#### [Work instructions]
Each line of the listing where the string "fraction" appears is to be identified and copied.
= Beginning of Section =
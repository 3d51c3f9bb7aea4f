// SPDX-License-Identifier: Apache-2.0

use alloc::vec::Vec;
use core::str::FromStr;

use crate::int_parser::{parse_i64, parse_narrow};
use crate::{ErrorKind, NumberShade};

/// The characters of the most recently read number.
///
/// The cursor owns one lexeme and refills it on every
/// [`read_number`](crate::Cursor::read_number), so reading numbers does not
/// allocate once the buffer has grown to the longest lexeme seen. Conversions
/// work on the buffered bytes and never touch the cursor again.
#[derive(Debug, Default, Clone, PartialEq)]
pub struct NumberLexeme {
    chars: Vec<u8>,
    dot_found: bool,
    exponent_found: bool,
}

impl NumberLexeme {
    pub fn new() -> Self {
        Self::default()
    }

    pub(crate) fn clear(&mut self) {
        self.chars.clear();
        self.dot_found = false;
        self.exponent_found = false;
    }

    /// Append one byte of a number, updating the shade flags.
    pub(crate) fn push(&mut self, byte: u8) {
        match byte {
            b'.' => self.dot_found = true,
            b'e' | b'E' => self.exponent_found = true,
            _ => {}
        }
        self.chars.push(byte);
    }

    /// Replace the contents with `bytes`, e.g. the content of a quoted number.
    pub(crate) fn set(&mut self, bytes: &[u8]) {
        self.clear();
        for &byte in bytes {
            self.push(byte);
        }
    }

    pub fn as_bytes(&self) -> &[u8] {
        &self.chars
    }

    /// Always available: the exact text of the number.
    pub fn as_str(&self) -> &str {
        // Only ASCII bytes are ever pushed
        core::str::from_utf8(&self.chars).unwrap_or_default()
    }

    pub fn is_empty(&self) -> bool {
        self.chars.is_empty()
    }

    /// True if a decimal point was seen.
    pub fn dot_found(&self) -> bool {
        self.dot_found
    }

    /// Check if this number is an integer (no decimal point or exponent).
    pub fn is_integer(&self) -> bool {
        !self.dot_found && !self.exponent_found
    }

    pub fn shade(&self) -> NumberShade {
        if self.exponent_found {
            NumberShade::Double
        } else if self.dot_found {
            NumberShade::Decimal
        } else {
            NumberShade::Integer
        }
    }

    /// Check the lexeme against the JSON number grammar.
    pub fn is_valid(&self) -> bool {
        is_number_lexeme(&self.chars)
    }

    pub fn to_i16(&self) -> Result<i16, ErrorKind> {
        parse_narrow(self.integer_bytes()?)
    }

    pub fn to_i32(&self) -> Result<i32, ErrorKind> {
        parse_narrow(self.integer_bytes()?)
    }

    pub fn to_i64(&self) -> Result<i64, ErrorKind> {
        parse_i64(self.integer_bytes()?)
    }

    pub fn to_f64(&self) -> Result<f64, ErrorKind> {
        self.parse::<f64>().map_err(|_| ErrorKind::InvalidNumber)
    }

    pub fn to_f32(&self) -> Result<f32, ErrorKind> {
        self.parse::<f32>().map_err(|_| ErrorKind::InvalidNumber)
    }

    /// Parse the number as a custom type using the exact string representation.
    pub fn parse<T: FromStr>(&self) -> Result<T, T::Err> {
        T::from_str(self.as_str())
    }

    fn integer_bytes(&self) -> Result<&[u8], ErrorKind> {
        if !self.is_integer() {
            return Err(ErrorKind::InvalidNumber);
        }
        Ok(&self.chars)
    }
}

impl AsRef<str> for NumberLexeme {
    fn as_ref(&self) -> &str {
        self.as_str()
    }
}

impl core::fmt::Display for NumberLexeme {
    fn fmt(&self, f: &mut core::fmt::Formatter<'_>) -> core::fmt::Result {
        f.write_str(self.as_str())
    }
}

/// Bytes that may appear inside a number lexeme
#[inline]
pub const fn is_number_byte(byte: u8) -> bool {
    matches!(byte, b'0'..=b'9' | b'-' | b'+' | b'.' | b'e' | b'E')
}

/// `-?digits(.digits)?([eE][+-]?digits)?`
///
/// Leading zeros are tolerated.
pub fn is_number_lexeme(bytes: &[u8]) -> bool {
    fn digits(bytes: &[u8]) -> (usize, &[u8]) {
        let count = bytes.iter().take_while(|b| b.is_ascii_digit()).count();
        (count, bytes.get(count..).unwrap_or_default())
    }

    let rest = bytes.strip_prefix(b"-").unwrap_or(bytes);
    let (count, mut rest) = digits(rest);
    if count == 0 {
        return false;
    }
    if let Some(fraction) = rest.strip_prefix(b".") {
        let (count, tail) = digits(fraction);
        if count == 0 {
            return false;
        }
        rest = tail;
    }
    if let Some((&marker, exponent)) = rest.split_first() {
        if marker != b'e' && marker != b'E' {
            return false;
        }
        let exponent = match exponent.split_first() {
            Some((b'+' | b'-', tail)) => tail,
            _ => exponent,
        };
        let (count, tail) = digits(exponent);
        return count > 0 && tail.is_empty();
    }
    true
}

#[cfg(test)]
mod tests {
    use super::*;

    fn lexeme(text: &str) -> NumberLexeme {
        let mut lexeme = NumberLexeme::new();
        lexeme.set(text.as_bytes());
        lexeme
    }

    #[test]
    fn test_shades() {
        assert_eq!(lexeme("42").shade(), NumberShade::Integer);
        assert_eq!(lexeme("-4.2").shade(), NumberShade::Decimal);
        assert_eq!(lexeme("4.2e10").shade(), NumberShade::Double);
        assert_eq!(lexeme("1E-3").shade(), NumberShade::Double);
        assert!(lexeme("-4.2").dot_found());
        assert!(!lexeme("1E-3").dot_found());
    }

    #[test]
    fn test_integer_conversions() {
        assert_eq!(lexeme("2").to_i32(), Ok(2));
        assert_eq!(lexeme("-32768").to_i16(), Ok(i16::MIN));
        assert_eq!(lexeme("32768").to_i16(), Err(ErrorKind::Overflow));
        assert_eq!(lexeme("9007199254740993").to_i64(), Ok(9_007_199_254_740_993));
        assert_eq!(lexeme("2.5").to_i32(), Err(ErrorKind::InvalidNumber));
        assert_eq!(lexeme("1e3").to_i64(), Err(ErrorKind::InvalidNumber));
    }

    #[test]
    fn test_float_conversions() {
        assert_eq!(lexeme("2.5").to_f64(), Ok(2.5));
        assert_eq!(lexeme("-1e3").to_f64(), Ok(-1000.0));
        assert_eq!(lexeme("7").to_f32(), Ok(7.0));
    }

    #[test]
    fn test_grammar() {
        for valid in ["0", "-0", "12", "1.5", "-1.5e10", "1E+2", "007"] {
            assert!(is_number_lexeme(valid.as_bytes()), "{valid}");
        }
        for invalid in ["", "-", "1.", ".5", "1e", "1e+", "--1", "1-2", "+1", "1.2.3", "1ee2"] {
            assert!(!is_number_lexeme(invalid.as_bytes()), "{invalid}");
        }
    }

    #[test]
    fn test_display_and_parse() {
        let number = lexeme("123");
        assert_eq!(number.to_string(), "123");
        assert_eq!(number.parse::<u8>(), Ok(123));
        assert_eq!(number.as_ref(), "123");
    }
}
= End of Section =
#### [Task response]
    if let Some(fraction) = rest.strip_prefix(b".") {
        let (count, tail) = digits(fraction);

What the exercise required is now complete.